====== Record extracts
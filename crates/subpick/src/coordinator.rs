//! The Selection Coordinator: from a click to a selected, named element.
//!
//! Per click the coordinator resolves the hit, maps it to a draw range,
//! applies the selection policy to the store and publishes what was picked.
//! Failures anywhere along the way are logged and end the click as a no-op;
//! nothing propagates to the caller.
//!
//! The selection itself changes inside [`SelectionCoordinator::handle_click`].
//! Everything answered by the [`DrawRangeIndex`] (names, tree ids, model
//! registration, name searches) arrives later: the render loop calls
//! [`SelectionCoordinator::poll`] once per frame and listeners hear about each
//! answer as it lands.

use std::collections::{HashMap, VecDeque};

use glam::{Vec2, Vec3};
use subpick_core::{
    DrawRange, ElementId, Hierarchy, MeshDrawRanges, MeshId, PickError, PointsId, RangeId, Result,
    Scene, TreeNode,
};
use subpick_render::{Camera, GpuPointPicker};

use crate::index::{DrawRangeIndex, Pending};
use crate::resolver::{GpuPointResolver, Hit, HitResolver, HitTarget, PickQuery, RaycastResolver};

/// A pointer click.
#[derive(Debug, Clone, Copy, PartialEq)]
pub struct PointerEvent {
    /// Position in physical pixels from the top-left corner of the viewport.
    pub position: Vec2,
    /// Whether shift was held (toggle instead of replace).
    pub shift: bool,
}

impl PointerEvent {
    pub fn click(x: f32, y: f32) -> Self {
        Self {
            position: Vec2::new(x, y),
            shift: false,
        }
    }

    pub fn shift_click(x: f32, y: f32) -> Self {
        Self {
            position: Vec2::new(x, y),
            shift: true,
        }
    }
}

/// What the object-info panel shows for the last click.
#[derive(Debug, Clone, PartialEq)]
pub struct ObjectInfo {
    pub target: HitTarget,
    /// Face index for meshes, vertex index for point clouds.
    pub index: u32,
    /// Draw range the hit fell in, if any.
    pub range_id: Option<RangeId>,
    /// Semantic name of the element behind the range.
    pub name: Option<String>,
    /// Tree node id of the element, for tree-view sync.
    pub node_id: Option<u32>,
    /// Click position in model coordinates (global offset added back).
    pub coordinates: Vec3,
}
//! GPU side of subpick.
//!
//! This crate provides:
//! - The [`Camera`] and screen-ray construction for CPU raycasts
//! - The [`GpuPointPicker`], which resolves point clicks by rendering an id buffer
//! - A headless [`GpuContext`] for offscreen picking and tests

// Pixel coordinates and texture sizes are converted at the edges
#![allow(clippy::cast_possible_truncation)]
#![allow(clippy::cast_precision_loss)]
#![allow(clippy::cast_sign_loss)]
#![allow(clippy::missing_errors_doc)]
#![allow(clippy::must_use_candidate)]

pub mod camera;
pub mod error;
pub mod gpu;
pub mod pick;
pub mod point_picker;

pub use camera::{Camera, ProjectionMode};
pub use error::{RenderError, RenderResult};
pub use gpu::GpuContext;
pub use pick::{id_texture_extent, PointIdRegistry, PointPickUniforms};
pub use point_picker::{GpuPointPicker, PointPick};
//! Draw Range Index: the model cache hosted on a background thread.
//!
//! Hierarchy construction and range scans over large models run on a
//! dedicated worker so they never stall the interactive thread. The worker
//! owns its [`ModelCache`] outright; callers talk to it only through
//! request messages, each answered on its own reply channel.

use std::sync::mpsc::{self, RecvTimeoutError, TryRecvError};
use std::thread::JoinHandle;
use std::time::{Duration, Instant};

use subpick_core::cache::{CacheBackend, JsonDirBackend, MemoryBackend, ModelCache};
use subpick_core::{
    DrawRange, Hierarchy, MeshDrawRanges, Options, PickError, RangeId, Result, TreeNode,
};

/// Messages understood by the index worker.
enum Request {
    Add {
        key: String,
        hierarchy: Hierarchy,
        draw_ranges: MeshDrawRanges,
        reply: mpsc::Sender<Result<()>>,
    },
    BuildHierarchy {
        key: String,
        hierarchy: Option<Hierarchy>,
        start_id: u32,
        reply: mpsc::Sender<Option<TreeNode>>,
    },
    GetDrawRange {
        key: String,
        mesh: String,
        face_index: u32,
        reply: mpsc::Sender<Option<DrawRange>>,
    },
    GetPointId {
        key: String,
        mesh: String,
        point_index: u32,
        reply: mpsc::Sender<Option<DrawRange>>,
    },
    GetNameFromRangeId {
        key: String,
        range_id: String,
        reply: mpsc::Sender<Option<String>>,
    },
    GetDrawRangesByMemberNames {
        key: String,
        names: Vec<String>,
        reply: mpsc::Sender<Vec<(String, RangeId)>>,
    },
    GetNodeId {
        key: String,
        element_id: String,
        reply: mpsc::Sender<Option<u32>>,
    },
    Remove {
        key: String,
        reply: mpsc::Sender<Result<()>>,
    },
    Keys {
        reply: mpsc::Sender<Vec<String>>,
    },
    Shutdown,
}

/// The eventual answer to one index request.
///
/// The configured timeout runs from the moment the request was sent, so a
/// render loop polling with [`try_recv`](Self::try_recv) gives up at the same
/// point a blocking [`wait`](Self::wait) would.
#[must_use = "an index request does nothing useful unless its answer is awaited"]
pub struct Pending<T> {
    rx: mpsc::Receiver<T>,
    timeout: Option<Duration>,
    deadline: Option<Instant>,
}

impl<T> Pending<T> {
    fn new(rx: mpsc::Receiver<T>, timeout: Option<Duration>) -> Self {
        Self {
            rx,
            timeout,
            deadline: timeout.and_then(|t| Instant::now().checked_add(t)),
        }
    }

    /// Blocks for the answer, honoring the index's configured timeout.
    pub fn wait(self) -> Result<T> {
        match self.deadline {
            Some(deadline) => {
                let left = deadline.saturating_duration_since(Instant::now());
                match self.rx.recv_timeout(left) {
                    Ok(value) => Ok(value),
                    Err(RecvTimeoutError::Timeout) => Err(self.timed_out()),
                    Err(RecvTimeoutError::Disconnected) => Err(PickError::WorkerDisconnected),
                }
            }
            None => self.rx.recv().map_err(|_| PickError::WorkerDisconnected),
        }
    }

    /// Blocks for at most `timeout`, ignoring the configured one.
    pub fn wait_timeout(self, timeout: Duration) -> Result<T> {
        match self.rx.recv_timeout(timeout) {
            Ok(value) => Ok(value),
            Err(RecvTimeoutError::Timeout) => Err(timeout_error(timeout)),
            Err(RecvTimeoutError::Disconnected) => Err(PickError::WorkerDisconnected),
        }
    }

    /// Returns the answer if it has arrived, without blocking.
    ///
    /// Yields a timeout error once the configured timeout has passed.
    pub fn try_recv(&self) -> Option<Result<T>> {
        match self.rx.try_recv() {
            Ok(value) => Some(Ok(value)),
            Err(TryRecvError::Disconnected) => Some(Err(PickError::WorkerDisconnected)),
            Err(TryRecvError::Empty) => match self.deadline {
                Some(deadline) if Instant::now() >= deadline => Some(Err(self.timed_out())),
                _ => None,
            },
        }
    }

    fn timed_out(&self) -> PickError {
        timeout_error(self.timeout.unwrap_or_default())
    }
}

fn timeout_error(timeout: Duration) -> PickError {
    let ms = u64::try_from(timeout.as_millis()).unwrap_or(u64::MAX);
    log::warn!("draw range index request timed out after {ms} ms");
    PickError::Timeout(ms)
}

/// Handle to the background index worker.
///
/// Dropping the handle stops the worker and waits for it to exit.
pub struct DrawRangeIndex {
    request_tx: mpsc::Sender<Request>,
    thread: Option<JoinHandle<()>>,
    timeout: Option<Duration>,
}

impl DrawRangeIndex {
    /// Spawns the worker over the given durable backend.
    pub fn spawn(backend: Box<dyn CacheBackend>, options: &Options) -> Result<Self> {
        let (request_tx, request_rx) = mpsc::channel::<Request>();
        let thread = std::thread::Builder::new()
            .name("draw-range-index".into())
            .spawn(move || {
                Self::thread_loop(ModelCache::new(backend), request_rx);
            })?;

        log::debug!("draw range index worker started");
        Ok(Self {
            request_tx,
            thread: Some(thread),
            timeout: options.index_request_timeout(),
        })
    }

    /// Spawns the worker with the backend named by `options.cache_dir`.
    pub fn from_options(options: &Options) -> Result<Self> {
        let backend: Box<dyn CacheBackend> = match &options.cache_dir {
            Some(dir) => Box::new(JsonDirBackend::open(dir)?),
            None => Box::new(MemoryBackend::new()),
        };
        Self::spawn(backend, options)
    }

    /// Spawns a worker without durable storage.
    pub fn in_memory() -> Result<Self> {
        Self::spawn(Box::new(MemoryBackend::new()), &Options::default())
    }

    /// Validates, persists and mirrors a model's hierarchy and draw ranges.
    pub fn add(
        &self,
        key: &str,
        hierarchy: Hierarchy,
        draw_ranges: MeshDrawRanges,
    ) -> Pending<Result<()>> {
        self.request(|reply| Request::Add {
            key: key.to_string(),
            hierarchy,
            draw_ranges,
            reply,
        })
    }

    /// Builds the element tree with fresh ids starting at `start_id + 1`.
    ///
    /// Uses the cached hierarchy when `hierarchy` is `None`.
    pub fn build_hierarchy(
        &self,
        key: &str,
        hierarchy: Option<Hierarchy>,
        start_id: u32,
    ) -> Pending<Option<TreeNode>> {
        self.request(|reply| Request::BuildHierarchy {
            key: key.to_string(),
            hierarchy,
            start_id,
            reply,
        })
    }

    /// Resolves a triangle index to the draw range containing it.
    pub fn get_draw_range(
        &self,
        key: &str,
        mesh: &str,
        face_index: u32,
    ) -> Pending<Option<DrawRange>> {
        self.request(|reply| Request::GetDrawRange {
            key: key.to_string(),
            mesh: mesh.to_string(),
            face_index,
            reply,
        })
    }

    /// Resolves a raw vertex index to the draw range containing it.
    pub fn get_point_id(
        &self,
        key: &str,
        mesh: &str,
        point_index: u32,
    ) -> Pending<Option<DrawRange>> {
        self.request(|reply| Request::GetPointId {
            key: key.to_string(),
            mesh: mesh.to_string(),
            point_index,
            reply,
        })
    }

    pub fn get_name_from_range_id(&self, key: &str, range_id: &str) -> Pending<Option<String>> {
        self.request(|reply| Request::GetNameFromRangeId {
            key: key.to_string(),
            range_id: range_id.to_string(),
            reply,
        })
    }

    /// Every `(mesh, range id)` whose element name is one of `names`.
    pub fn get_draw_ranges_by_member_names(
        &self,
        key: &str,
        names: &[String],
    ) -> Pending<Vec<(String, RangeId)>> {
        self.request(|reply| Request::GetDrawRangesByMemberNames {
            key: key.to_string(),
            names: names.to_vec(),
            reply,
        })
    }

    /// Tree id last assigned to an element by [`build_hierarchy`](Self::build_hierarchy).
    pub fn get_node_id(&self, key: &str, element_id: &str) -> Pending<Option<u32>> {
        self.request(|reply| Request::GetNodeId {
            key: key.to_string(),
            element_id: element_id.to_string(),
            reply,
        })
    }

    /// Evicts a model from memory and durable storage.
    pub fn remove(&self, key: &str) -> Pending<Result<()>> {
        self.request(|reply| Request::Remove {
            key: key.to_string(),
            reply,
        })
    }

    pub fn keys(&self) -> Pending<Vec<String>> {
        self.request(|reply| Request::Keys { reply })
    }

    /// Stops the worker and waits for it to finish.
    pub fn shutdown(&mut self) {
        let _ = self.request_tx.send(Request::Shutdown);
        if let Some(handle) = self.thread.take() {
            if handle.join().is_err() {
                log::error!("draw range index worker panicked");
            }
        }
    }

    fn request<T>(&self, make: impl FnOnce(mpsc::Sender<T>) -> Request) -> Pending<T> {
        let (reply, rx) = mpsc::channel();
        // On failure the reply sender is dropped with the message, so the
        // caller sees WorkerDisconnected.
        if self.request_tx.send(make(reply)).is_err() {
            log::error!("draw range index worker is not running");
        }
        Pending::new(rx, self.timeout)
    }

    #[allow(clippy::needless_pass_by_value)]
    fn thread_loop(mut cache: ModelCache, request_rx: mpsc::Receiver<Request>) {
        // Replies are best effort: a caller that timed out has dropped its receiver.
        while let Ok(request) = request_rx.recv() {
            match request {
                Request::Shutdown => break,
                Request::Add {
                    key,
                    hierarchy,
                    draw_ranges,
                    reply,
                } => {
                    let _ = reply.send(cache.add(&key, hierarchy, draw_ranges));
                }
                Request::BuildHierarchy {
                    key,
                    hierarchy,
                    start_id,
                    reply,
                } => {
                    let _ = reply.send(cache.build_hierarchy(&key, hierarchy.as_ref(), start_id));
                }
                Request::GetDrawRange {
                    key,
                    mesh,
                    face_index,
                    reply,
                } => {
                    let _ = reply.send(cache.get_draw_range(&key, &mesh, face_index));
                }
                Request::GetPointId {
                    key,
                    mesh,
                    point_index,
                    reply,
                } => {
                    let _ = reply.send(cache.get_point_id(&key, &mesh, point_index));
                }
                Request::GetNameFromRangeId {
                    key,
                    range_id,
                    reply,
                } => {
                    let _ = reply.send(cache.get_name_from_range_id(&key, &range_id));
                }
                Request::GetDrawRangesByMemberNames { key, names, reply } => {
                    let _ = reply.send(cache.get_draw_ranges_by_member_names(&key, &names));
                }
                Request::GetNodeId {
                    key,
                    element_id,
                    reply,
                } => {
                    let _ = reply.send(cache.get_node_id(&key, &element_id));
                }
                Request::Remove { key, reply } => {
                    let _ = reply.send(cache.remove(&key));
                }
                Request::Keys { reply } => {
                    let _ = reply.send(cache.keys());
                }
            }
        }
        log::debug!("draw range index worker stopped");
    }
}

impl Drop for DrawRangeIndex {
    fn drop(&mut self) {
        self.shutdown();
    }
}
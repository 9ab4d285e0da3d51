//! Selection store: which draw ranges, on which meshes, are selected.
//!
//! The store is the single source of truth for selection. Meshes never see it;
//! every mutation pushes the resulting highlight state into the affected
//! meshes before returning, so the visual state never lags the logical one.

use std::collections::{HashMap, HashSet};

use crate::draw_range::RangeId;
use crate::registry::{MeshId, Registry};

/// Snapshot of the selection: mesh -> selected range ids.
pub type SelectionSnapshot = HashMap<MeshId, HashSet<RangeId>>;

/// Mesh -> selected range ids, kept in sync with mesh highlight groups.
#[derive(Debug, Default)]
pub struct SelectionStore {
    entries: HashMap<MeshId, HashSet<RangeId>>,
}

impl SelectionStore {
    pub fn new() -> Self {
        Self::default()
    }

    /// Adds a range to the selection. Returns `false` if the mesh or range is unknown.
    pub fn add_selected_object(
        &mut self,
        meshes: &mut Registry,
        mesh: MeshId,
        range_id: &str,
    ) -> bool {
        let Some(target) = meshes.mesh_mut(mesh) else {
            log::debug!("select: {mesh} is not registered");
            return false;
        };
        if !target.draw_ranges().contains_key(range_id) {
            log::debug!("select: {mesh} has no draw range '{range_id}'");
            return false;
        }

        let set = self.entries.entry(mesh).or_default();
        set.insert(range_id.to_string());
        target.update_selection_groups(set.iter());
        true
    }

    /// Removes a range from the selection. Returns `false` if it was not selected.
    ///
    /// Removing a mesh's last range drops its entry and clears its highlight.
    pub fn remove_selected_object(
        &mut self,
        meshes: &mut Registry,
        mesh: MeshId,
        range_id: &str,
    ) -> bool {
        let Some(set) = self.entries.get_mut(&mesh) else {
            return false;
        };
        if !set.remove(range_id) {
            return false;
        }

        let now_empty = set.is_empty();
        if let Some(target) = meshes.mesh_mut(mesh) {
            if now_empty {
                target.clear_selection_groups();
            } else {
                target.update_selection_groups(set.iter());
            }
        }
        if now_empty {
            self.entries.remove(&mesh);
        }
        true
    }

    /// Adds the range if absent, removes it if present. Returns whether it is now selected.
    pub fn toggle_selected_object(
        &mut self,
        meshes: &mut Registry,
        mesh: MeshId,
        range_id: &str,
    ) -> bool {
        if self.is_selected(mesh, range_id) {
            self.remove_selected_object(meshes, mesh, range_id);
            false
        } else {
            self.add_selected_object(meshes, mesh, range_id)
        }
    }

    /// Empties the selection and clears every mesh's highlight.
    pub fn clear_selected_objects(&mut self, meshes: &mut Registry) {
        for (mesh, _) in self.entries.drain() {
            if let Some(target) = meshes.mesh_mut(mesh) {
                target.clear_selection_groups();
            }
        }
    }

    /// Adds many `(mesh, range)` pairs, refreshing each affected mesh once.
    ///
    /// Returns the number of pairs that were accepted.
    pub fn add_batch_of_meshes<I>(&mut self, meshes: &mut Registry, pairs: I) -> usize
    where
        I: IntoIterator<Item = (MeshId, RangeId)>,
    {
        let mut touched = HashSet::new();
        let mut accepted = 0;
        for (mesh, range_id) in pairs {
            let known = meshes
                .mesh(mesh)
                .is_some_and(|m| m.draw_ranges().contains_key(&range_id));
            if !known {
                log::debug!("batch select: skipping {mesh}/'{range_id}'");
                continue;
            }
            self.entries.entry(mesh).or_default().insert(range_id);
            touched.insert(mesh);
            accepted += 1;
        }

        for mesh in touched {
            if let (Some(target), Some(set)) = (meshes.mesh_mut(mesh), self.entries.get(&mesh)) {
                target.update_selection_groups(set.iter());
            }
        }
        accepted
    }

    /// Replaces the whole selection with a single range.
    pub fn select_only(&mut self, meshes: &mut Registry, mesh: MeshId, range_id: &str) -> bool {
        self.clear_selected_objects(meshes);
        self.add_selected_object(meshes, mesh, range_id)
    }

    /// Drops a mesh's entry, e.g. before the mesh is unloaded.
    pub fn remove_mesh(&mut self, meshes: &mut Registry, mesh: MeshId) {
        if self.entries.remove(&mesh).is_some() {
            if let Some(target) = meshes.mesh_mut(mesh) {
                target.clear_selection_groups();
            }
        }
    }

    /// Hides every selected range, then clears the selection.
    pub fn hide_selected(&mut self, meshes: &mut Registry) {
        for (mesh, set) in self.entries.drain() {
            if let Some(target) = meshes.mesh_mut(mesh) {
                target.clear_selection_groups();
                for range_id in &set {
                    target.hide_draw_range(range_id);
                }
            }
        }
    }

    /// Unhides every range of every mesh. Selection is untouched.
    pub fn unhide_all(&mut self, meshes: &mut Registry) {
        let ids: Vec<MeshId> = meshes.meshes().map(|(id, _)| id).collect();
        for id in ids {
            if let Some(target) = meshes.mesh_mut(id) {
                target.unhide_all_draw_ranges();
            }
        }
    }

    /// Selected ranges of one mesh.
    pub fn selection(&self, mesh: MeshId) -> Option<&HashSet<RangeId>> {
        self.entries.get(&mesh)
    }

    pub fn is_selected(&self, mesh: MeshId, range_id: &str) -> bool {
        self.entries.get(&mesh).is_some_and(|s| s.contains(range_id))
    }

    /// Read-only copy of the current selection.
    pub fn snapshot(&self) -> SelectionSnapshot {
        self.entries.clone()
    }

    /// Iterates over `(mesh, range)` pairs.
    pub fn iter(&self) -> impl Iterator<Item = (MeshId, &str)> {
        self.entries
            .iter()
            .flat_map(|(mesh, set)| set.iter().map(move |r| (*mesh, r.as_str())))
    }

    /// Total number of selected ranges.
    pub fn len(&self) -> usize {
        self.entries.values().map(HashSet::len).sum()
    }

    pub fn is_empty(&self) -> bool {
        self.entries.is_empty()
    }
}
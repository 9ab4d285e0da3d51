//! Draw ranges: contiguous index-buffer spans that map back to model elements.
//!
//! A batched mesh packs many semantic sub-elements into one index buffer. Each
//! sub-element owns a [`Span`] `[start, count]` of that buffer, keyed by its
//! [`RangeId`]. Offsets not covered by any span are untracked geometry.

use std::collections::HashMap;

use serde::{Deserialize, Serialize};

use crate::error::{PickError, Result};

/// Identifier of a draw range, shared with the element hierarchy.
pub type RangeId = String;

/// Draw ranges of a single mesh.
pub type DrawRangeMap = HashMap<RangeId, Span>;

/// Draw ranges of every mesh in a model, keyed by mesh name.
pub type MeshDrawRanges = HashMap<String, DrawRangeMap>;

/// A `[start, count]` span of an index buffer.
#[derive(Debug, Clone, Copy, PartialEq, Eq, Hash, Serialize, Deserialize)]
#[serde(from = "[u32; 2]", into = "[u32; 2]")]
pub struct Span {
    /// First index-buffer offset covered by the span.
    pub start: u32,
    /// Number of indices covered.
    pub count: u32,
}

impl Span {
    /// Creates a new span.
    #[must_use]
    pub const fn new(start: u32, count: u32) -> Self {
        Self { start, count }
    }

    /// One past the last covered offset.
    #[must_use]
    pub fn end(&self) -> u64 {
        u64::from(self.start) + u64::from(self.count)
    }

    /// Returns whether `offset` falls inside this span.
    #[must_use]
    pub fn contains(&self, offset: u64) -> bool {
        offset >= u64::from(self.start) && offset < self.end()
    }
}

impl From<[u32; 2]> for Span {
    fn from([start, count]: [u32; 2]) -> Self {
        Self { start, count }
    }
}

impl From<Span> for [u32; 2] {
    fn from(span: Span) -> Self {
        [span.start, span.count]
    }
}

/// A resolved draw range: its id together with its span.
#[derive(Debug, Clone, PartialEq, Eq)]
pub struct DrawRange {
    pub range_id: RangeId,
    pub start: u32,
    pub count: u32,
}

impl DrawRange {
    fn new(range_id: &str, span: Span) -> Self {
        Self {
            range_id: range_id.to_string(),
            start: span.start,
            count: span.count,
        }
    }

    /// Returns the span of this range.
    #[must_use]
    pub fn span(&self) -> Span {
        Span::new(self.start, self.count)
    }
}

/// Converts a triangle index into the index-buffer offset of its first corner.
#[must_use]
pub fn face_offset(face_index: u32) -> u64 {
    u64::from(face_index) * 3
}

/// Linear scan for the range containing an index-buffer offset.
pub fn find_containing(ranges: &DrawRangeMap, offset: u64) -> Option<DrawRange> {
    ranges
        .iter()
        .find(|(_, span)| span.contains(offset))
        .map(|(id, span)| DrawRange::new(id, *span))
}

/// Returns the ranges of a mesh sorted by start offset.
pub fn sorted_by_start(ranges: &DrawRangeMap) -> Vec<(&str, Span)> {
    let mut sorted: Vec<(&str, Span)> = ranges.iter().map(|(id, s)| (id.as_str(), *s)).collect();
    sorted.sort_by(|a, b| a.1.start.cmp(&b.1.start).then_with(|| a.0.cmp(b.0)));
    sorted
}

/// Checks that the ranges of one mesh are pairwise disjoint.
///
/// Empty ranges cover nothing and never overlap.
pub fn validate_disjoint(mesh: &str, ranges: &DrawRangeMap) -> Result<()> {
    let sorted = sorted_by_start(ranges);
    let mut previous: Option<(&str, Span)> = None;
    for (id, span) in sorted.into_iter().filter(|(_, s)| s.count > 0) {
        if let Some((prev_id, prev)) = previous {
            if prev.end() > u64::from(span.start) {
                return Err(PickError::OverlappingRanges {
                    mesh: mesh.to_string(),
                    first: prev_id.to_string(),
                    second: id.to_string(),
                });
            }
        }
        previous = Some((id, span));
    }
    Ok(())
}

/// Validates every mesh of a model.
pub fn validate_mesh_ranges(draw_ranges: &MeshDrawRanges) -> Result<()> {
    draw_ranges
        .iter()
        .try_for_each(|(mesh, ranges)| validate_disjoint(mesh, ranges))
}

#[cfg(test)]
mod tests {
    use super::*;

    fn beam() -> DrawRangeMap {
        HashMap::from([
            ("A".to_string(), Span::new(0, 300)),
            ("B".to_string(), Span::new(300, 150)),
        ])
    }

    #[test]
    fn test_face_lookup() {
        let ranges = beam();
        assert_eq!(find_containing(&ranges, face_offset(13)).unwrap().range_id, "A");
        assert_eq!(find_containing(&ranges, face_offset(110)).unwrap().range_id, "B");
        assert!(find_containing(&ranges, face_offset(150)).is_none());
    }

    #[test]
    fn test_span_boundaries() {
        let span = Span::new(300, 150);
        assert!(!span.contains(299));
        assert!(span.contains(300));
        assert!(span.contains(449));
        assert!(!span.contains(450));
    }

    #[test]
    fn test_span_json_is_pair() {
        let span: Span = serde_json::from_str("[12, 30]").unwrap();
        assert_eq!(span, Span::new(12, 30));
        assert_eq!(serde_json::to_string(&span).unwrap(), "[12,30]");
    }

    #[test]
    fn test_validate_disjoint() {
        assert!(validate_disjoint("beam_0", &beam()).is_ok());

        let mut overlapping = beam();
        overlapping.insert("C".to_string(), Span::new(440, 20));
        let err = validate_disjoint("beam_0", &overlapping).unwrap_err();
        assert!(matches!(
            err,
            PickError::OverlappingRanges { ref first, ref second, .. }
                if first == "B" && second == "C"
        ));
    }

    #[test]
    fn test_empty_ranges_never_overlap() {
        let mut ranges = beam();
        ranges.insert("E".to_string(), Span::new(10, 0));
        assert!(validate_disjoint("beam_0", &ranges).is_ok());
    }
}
============
# [Exercise objective]
Scan the records above for the word "impl". Copy each line that has it.

# [Exercise solution]
impl PointerEvent {
impl<T> Pending<T> {
impl DrawRangeIndex {
    fn request<T>(&self, make: impl FnOnce(mpsc::Sender<T>) -> Request) -> Pending<T> {
impl Drop for DrawRangeIndex {
impl SelectionStore {
    pub fn iter(&self) -> impl Iterator<Item = (MeshId, &str)> {
impl Span {
impl From<[u32; 2]> for Span {
impl From<Span> for [u32; 2] {
impl DrawRange {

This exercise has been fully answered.